— Assignment —
Your reply should be only the number of lines in the records that contain the word "OnceLock".

>>>

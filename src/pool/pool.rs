//! The pool: registration, the render worker and the shutdown protocol.
//!
//! # Examples
//!
//! ```rust
//! use pb_pool::{Pool, PoolBuilder, ProgressBar};
//! use std::sync::Arc;
//! use std::thread;
//! use std::time::Duration;
//!
//! # fn main() -> Result<(), pb_pool::Error> {
//! let bars: Vec<_> = (0..3).map(|_| Arc::new(ProgressBar::new(200))).collect();
//! let pool = PoolBuilder::hidden()
//!     .refresh_rate(Duration::from_millis(10))
//!     .indicators(bars.iter().cloned())
//!     .start()?;
//!
//! let workers: Vec<_> = bars
//!     .iter()
//!     .cloned()
//!     .map(|bar| {
//!         thread::spawn(move || {
//!             for _ in 0..200 {
//!                 bar.inc();
//!             }
//!             bar.finish();
//!         })
//!     })
//!     .collect();
//! for worker in workers {
//!     worker.join().unwrap();
//! }
//!
//! pool.stop()?;
//! # Ok(())
//! # }
//! ```

use super::config::{Output, PoolConfig};
use super::frame::Frame;
use super::signal::{Cancellation, Latch};
use crate::error::{Error, Result};
use crate::Indicator;

use parking_lot::Mutex;
use std::fmt;
use std::io::Write;
use std::mem;
use std::sync::Arc;
use std::thread::{self, JoinHandle};
use std::time::Duration;
use tracing::{debug, trace, warn};

/// Indicators and the line count of the last written frame, guarded together.
#[derive(Default)]
struct Board {
    indicators: Vec<Box<dyn Indicator>>,
    last_lines: Option<usize>,
}

/// State shared between the pool handle and its render worker.
struct Shared {
    board: Mutex<Board>,
    refresh_rate: Duration,
    cancel: Cancellation,
    stopped: Latch,
}

enum Lifecycle {
    /// Not started yet; the worker will take ownership of the output.
    Idle(Output),
    /// Worker spawned. The handle is taken by whichever `stop` joins it.
    Running(Option<JoinHandle<()>>),
    /// Stopped without ever running a worker.
    Stopped,
}

/// Renders a set of indicators as one block of lines, redrawn in place.
///
/// The pool is driven by a dedicated thread. Indicators are updated directly
/// by their owners, and the worker snapshots them every refresh cycle.
/// [`Pool::stop`] blocks until the worker has written a final frame, so the
/// terminal always shows the last state before control returns.
pub struct Pool {
    shared: Arc<Shared>,
    lifecycle: Mutex<Lifecycle>,
}

impl fmt::Debug for Pool {
    fn fmt(&self, f: &mut fmt::Formatter<'_>) -> fmt::Result {
        f.debug_struct("Pool")
            .field("refresh_rate", &self.shared.refresh_rate)
            .field("indicators", &self.len())
            .field("running", &self.is_running())
            .finish()
    }
}

impl Pool {
    /// Create a pool with the default configuration, registering `indicators`.
    ///
    /// The render worker is not started; call [`Pool::start`].
    pub fn new<I, T>(indicators: I) -> Self
    where
        I: IntoIterator<Item = T>,
        T: Indicator + 'static,
    {
        let pool = Self::with_config(PoolConfig::default());
        pool.add(indicators);
        pool
    }

    /// Create a pool with the default configuration, register `indicators` and
    /// start the render worker.
    pub fn start_with<I, T>(indicators: I) -> Result<Self>
    where
        I: IntoIterator<Item = T>,
        T: Indicator + 'static,
    {
        let pool = Self::new(indicators);
        pool.start()?;
        Ok(pool)
    }

    /// Create an empty pool from an explicit configuration.
    pub fn with_config(config: PoolConfig) -> Self {
        Self {
            shared: Arc::new(Shared {
                board: Mutex::new(Board::default()),
                refresh_rate: config.refresh_rate,
                cancel: Cancellation::new(),
                stopped: Latch::new(),
            }),
            lifecycle: Mutex::new(Lifecycle::Idle(config.output)),
        }
    }

    /// Register indicators, starting each one before it is tracked.
    ///
    /// Safe to call from any thread, including while the worker renders.
    /// Indicators are rendered in registration order and are never removed.
    pub fn add<I, T>(&self, indicators: I)
    where
        I: IntoIterator<Item = T>,
        T: Indicator + 'static,
    {
        self.register(
            indicators
                .into_iter()
                .map(|indicator| Box::new(indicator) as Box<dyn Indicator>),
        );
    }

    pub(crate) fn register<I>(&self, indicators: I)
    where
        I: IntoIterator<Item = Box<dyn Indicator>>,
    {
        let mut board = self.shared.board.lock();
        let before = board.indicators.len();
        for indicator in indicators {
            indicator.start();
            board.indicators.push(indicator);
        }
        let added = board.indicators.len() - before;
        if added > 0 {
            debug!("Registered {} indicator(s), {} tracked", added, board.indicators.len());
        }
    }

    /// Start the render worker.
    ///
    /// Starting a pool that is already running, or that has been stopped, does
    /// nothing.
    pub fn start(&self) -> Result<()> {
        let mut lifecycle = self.lifecycle.lock();
        let output = match mem::replace(&mut *lifecycle, Lifecycle::Stopped) {
            Lifecycle::Idle(output) => output,
            other => {
                *lifecycle = other;
                return Ok(());
            }
        };

        let tracked = self.len();
        let worker = Worker {
            shared: Arc::clone(&self.shared),
            output,
        };
        let handle = thread::Builder::new()
            .name("pb-pool-render".into())
            .spawn(move || worker.run())
            .map_err(|source| Error::Spawn { source })?;
        debug!(
            "Render worker started with {} indicator(s), refresh rate {:?}",
            tracked, self.shared.refresh_rate
        );
        *lifecycle = Lifecycle::Running(Some(handle));
        Ok(())
    }

    /// Stop the render worker and wait for its final frame.
    ///
    /// May be called any number of times, from any thread. Every call blocks
    /// until the worker has flushed the last state and exited. Stopping a pool
    /// that was never started returns immediately.
    pub fn stop(&self) -> Result<()> {
        if self.shared.cancel.request() {
            debug!("Stop requested");
        }

        let handle = {
            let mut lifecycle = self.lifecycle.lock();
            if matches!(*lifecycle, Lifecycle::Idle(_)) {
                // Never started: drop the output and refuse later starts.
                *lifecycle = Lifecycle::Stopped;
                return Ok(());
            }
            match &mut *lifecycle {
                Lifecycle::Running(handle) => handle.take(),
                _ => return Ok(()),
            }
        };

        self.shared.stopped.wait();
        if let Some(handle) = handle {
            if handle.join().is_err() {
                warn!("Render worker panicked");
            }
        }
        Ok(())
    }

    /// Number of registered indicators.
    pub fn len(&self) -> usize {
        self.shared.board.lock().indicators.len()
    }

    /// Whether no indicator has been registered.
    pub fn is_empty(&self) -> bool {
        self.len() == 0
    }

    /// Whether the render worker is currently running.
    pub fn is_running(&self) -> bool {
        matches!(*self.lifecycle.lock(), Lifecycle::Running(_)) && !self.shared.stopped.is_fired()
    }

    /// Gets the delay between two refresh cycles.
    pub fn refresh_rate(&self) -> Duration {
        self.shared.refresh_rate
    }
}

impl Drop for Pool {
    fn drop(&mut self) {
        let _ = self.stop();
    }
}

#[derive(Debug)]
enum Exit {
    Cancelled,
    Completed,
}

/// The render worker. Sole writer to the output.
struct Worker {
    shared: Arc<Shared>,
    output: Output,
}

/// Fires the stopped latch when the worker goes away, even by unwinding.
struct StoppedGuard(Arc<Shared>);

impl Drop for StoppedGuard {
    fn drop(&mut self) {
        self.0.stopped.fire();
    }
}

impl Worker {
    fn run(mut self) {
        let _guard = StoppedGuard(Arc::clone(&self.shared));
        let exit = loop {
            if self.shared.cancel.wait_timeout(self.shared.refresh_rate) {
                break Exit::Cancelled;
            }
            if self.draw() {
                self.draw();
                break Exit::Completed;
            }
        };
        // Leave the latest state on screen with the cursor below the block.
        // Nothing drawn yet means the block is written and then redrawn in place.
        if self.shared.board.lock().last_lines.is_none() {
            self.draw();
        }
        self.draw();
        debug!("Render worker exiting: {:?}", exit);
    }

    /// Render and write one frame, returning whether every indicator was finished.
    fn draw(&mut self) -> bool {
        let frame = {
            let mut board = self.shared.board.lock();
            let frame = Frame::render(board.last_lines, &board.indicators);
            board.last_lines = Some(frame.lines());
            frame
        };
        trace!(
            lines = frame.lines(),
            finished = frame.all_finished(),
            "Frame rendered"
        );
        if let Err(err) = self
            .output
            .write_all(frame.text().as_bytes())
            .and_then(|()| self.output.flush())
        {
            warn!("Failed to write frame: {}", err);
        }
        frame.all_finished()
    }
}
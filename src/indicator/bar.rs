//! A thread-safe counter-based progress bar.

use super::style::{BarStyle, Units};
use super::Indicator;
use crate::error::Result;

use indicatif::{HumanBytes, HumanDuration};
use parking_lot::Mutex;
use std::fmt;
use std::io::Write;
use std::sync::atomic::{AtomicBool, AtomicU64, Ordering};
use std::sync::OnceLock;
use std::time::Instant;

/// Progress bar counting up to a total.
///
/// Counters are atomics, so a bar can be shared behind an [`Arc`](std::sync::Arc)
/// and updated from any thread while a [`Pool`](crate::Pool) renders it.
///
/// ```rust
/// use pb_pool::{Indicator, ProgressBar};
///
/// let bar = ProgressBar::new(3);
/// bar.inc();
/// bar.inc();
/// assert_eq!(bar.position(), 2);
/// assert!(!bar.is_finished());
/// bar.finish();
/// assert!(bar.is_finished());
/// ```
pub struct ProgressBar {
    current: AtomicU64,
    total: AtomicU64,
    finished: AtomicBool,
    started: OnceLock<Instant>,
    prefix: Mutex<String>,
    style: BarStyle,
}

impl fmt::Debug for ProgressBar {
    fn fmt(&self, f: &mut fmt::Formatter<'_>) -> fmt::Result {
        f.debug_struct("ProgressBar")
            .field("current", &self.position())
            .field("total", &self.total())
            .field("finished", &self.is_finished())
            .field("prefix", &*self.prefix.lock())
            .field("style", &self.style)
            .finish()
    }
}

impl ProgressBar {
    /// Create a new bar counting up to `total`.
    pub fn new(total: u64) -> Self {
        Self {
            current: AtomicU64::new(0),
            total: AtomicU64::new(total),
            finished: AtomicBool::new(false),
            started: OnceLock::new(),
            prefix: Mutex::new(String::new()),
            style: BarStyle::default(),
        }
    }

    /// Set the text rendered in front of the bar.
    pub fn with_prefix(self, prefix: impl Into<String>) -> Self {
        *self.prefix.lock() = prefix.into();
        self
    }

    /// Set the bar style.
    pub fn with_style(mut self, style: BarStyle) -> Self {
        self.style = style;
        self
    }

    /// Replace the prefix of a bar that is already shared.
    pub fn set_prefix(&self, prefix: impl Into<String>) {
        *self.prefix.lock() = prefix.into();
    }

    /// Increment the counter by one.
    pub fn inc(&self) {
        self.add(1);
    }

    /// Increment the counter by `delta`.
    pub fn add(&self, delta: u64) {
        self.current.fetch_add(delta, Ordering::Relaxed);
    }

    /// Set the counter to `position`.
    pub fn set(&self, position: u64) {
        self.current.store(position, Ordering::Relaxed);
    }

    /// Change the total.
    pub fn set_total(&self, total: u64) {
        self.total.store(total, Ordering::Relaxed);
    }

    /// Current counter value.
    pub fn position(&self) -> u64 {
        self.current.load(Ordering::Relaxed)
    }

    /// Current total.
    pub fn total(&self) -> u64 {
        self.total.load(Ordering::Relaxed)
    }

    /// Mark the bar as finished. Further calls have no effect.
    pub fn finish(&self) {
        self.finished.store(true, Ordering::Release);
    }

    /// Render the bar on its own line into `writer`.
    pub fn write_to<W: Write>(&self, writer: &mut W) -> Result<()> {
        writeln!(writer, "{self}")?;
        Ok(())
    }

    fn ratio(&self, current: u64, total: u64, finished: bool) -> f64 {
        if total == 0 {
            return if finished { 1.0 } else { 0.0 };
        }
        current.min(total) as f64 / total as f64
    }
}

impl fmt::Display for ProgressBar {
    fn fmt(&self, f: &mut fmt::Formatter<'_>) -> fmt::Result {
        let current = self.position();
        let total = self.total();
        let finished = self.is_finished();
        let ratio = self.ratio(current, total, finished);

        f.write_str(&self.prefix.lock())?;
        if self.style.show_counters {
            match self.style.units {
                Units::Default => write!(f, "{current} / {total} ")?,
                Units::Bytes => write!(f, "{} / {} ", HumanBytes(current), HumanBytes(total))?,
            }
        }
        write!(f, "[{}]", self.style.draw(ratio))?;
        if self.style.show_percent {
            write!(f, " {:.2}%", ratio * 100.0)?;
        }
        if self.style.show_elapsed {
            let elapsed = self.started.get().map(Instant::elapsed).unwrap_or_default();
            write!(f, " {}", HumanDuration(elapsed))?;
        }
        Ok(())
    }
}

impl Indicator for ProgressBar {
    fn start(&self) {
        self.started.get_or_init(Instant::now);
    }

    fn render(&self) -> String {
        self.to_string()
    }

    fn is_finished(&self) -> bool {
        self.finished.load(Ordering::Acquire)
    }
}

<<<

— Solved exercise —
3